What you are asked to do >>
Every line of the data below must be given again exactly.

Listed records >>

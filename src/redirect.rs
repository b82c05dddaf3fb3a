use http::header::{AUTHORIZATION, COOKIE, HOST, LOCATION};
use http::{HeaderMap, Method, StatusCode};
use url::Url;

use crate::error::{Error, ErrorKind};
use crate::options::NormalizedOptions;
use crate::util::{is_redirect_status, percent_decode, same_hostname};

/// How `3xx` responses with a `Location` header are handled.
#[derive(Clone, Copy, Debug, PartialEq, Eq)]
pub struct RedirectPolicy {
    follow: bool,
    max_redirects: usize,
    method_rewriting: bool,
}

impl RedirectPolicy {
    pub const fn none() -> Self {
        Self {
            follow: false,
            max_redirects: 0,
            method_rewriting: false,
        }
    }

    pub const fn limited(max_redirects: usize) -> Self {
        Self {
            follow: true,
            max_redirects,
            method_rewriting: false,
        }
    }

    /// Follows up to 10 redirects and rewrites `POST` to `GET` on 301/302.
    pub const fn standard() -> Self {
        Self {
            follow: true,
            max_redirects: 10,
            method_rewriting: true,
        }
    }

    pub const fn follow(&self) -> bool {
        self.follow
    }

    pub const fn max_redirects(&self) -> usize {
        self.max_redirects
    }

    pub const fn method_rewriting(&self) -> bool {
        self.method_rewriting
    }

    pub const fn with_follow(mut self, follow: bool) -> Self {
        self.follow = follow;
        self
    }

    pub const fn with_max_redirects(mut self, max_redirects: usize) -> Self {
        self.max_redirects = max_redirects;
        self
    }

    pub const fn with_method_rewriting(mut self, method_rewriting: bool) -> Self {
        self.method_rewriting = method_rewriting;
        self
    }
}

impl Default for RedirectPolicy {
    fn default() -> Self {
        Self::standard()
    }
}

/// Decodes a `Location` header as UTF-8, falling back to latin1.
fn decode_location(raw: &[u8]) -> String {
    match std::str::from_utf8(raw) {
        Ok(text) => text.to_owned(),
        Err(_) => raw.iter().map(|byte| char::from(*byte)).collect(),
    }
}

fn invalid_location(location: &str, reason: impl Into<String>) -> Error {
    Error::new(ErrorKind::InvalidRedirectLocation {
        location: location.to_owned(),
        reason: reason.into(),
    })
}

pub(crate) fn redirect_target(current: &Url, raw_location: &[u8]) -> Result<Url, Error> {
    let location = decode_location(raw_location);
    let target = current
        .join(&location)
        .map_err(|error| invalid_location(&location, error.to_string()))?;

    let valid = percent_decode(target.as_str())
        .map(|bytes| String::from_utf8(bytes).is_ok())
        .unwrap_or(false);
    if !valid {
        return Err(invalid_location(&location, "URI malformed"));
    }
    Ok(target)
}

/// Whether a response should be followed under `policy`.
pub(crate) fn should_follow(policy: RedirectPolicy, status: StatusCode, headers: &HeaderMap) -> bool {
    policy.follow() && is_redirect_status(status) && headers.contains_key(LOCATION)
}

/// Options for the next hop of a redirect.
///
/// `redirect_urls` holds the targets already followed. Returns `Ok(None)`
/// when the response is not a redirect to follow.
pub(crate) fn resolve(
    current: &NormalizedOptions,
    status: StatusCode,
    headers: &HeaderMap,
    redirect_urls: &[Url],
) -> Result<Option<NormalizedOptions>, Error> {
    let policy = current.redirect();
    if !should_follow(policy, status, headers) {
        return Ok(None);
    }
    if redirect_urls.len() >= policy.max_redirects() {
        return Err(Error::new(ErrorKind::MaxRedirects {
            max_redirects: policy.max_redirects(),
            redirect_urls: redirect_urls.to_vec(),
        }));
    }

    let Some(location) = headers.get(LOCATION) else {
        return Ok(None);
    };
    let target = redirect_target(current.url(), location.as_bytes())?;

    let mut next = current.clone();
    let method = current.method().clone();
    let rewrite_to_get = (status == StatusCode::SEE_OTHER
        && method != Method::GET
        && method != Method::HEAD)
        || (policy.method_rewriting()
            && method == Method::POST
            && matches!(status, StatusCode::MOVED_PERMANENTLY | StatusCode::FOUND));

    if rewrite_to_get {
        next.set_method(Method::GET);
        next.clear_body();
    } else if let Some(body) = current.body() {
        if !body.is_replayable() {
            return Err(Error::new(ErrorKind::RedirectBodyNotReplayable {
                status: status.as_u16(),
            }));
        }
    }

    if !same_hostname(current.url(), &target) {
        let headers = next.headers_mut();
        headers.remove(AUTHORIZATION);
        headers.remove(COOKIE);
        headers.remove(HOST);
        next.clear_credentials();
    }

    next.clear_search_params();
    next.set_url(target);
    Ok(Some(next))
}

Written solution >>
filename src/redirect.rs
repository b82c05dddaf3fb3a
use http::header::{AUTHORIZATION, COOKIE, HOST, LOCATION};
use http::{HeaderMap, Method, StatusCode};
use url::Url;

use crate::error::{Error, ErrorKind};
use crate::options::NormalizedOptions;
use crate::util::{is_redirect_status, percent_decode, same_hostname};

/// How `3xx` responses with a `Location` header are handled.
#[derive(Clone, Copy, Debug, PartialEq, Eq)]
pub struct RedirectPolicy {
    follow: bool,
    max_redirects: usize,
    method_rewriting: bool,
}

impl RedirectPolicy {
    pub const fn none() -> Self {
        Self {
            follow: false,
            max_redirects: 0,
            method_rewriting: false,
        }
    }

    pub const fn limited(max_redirects: usize) -> Self {
        Self {
            follow: true,
            max_redirects,
            method_rewriting: false,
        }
    }

    /// Follows up to 10 redirects and rewrites `POST` to `GET` on 301/302.
    pub const fn standard() -> Self {
        Self {
            follow: true,
            max_redirects: 10,
            method_rewriting: true,
        }
    }

    pub const fn follow(&self) -> bool {
        self.follow
    }

    pub const fn max_redirects(&self) -> usize {
        self.max_redirects
    }

    pub const fn method_rewriting(&self) -> bool {
        self.method_rewriting
    }

    pub const fn with_follow(mut self, follow: bool) -> Self {
        self.follow = follow;
        self
    }

    pub const fn with_max_redirects(mut self, max_redirects: usize) -> Self {
        self.max_redirects = max_redirects;
        self
    }

    pub const fn with_method_rewriting(mut self, method_rewriting: bool) -> Self {
        self.method_rewriting = method_rewriting;
        self
    }
}

impl Default for RedirectPolicy {
    fn default() -> Self {
        Self::standard()
    }
}

/// Decodes a `Location` header as UTF-8, falling back to latin1.
fn decode_location(raw: &[u8]) -> String {
    match std::str::from_utf8(raw) {
        Ok(text) => text.to_owned(),
        Err(_) => raw.iter().map(|byte| char::from(*byte)).collect(),
    }
}

fn invalid_location(location: &str, reason: impl Into<String>) -> Error {
    Error::new(ErrorKind::InvalidRedirectLocation {
        location: location.to_owned(),
        reason: reason.into(),
    })
}

pub(crate) fn redirect_target(current: &Url, raw_location: &[u8]) -> Result<Url, Error> {
    let location = decode_location(raw_location);
    let target = current
        .join(&location)
        .map_err(|error| invalid_location(&location, error.to_string()))?;

    let valid = percent_decode(target.as_str())
        .map(|bytes| String::from_utf8(bytes).is_ok())
        .unwrap_or(false);
    if !valid {
        return Err(invalid_location(&location, "URI malformed"));
    }
    Ok(target)
}

/// Whether a response should be followed under `policy`.
pub(crate) fn should_follow(policy: RedirectPolicy, status: StatusCode, headers: &HeaderMap) -> bool {
    policy.follow() && is_redirect_status(status) && headers.contains_key(LOCATION)
}

/// Options for the next hop of a redirect.
///
/// `redirect_urls` holds the targets already followed. Returns `Ok(None)`
/// when the response is not a redirect to follow.
pub(crate) fn resolve(
    current: &NormalizedOptions,
    status: StatusCode,
    headers: &HeaderMap,
    redirect_urls: &[Url],
) -> Result<Option<NormalizedOptions>, Error> {
    let policy = current.redirect();
    if !should_follow(policy, status, headers) {
        return Ok(None);
    }
    if redirect_urls.len() >= policy.max_redirects() {
        return Err(Error::new(ErrorKind::MaxRedirects {
            max_redirects: policy.max_redirects(),
            redirect_urls: redirect_urls.to_vec(),
        }));
    }

    let Some(location) = headers.get(LOCATION) else {
        return Ok(None);
    };
    let target = redirect_target(current.url(), location.as_bytes())?;

    let mut next = current.clone();
    let method = current.method().clone();
    let rewrite_to_get = (status == StatusCode::SEE_OTHER
        && method != Method::GET
        && method != Method::HEAD)
        || (policy.method_rewriting()
            && method == Method::POST
            && matches!(status, StatusCode::MOVED_PERMANENTLY | StatusCode::FOUND));

    if rewrite_to_get {
        next.set_method(Method::GET);
        next.clear_body();
    } else if let Some(body) = current.body() {
        if !body.is_replayable() {
            return Err(Error::new(ErrorKind::RedirectBodyNotReplayable {
                status: status.as_u16(),
            }));
        }
    }

    if !same_hostname(current.url(), &target) {
        let headers = next.headers_mut();
        headers.remove(AUTHORIZATION);
        headers.remove(COOKIE);
        headers.remove(HOST);
        next.clear_credentials();
    }

    next.clear_search_params();
    next.set_url(target);
    Ok(Some(next))
}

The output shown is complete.